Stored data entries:

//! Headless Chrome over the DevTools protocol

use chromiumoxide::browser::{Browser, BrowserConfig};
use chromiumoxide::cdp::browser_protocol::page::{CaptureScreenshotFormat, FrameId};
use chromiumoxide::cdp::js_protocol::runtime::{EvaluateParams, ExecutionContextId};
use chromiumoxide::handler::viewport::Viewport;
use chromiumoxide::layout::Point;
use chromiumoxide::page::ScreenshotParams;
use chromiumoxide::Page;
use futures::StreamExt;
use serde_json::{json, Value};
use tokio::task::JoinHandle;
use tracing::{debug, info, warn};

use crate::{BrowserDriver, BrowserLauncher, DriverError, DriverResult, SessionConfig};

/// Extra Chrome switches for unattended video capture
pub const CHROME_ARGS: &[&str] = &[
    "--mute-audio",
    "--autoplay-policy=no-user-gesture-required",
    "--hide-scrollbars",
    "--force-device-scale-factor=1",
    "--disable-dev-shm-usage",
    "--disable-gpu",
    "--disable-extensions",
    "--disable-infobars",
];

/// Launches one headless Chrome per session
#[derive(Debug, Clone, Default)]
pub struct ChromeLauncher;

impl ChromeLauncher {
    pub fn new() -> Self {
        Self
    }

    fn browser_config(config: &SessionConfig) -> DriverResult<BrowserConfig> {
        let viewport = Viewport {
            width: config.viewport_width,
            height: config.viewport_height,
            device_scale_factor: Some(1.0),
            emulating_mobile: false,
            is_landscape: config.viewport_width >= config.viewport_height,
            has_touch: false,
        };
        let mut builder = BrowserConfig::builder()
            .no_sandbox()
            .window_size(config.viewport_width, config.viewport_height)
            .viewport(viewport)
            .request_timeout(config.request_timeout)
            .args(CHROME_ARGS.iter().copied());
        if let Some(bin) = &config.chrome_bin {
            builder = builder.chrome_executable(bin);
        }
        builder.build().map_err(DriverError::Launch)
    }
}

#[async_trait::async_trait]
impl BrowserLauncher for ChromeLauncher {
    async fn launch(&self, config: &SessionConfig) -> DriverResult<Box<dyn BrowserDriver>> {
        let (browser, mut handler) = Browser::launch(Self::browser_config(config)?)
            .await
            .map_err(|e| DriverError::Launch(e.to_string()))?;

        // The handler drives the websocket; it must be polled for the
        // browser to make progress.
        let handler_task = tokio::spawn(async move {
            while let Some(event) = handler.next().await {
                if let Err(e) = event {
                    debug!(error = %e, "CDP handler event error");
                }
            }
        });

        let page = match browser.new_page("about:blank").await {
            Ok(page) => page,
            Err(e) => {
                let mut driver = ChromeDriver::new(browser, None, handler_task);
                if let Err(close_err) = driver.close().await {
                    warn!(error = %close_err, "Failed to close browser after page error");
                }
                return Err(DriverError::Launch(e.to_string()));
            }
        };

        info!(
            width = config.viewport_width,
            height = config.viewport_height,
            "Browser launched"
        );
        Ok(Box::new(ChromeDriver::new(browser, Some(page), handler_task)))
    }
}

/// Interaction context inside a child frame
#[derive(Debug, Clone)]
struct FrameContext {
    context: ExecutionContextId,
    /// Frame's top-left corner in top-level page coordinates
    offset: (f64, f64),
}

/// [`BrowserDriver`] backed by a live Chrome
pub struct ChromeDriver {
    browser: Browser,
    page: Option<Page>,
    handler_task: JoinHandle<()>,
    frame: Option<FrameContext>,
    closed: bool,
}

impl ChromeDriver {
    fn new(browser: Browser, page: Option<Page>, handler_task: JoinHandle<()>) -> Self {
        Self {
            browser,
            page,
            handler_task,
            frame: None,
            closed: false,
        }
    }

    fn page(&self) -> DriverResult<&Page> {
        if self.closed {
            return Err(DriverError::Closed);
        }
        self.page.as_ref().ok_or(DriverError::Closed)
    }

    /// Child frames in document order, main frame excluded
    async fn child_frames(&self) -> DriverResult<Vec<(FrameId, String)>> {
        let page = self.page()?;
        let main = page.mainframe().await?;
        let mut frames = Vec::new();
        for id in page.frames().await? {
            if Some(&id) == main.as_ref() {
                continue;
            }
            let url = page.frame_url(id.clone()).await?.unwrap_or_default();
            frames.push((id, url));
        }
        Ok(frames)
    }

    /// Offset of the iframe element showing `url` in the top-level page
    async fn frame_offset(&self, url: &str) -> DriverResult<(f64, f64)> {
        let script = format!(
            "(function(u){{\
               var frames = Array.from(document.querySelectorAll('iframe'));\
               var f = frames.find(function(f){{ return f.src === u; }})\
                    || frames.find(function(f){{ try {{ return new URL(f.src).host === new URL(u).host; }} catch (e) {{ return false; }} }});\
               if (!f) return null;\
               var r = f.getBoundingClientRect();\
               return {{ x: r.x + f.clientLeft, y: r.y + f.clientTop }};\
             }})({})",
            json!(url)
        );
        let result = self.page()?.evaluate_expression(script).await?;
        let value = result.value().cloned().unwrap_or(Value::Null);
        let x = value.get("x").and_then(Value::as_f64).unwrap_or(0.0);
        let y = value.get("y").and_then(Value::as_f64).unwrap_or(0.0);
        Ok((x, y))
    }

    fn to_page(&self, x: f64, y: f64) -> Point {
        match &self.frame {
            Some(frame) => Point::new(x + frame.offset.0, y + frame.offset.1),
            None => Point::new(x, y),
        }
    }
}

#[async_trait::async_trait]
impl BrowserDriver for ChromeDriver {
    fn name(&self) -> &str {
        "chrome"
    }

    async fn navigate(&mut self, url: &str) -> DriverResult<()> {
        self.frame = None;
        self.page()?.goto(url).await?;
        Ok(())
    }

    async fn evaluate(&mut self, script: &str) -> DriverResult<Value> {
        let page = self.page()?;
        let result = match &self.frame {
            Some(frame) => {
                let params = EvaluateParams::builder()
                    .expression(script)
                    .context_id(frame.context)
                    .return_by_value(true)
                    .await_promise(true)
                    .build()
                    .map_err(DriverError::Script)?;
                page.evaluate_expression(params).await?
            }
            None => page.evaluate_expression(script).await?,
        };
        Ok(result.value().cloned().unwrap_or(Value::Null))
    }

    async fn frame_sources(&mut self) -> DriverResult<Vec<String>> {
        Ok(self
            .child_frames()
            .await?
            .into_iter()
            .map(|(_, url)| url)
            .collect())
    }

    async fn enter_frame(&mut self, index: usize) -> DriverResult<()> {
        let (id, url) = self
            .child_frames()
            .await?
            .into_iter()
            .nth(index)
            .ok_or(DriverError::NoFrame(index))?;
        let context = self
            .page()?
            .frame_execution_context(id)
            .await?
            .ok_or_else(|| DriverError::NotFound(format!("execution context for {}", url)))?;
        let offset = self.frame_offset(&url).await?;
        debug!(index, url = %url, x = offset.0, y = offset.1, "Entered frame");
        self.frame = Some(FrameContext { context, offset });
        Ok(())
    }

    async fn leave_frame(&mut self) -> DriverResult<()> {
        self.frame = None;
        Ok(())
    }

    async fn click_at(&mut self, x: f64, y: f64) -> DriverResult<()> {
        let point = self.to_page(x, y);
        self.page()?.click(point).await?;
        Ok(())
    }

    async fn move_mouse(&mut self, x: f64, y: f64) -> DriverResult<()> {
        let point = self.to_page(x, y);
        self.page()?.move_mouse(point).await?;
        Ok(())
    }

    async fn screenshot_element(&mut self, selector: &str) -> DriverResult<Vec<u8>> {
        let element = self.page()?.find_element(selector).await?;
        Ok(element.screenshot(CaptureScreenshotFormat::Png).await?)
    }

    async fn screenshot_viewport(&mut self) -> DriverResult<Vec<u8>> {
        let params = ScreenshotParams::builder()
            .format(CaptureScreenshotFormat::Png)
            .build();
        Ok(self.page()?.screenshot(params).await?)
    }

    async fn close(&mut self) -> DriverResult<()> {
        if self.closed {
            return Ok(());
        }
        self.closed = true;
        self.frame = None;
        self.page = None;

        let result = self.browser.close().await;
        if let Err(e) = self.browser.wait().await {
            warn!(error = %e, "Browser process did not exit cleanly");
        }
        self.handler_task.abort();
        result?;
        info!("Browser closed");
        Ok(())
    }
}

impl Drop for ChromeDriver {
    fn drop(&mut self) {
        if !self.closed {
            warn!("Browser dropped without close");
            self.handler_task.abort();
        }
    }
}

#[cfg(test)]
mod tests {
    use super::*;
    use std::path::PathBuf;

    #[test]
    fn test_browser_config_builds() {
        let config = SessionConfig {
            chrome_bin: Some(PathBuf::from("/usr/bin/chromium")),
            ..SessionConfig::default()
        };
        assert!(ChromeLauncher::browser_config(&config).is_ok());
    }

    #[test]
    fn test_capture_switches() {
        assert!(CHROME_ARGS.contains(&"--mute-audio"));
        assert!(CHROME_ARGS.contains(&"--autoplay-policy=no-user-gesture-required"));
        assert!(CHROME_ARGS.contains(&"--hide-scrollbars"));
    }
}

ASSIGNMENT: Tally up the lines of the data above where the string "match" appears, and give only the count.

RESULT OF THIS TASK: 3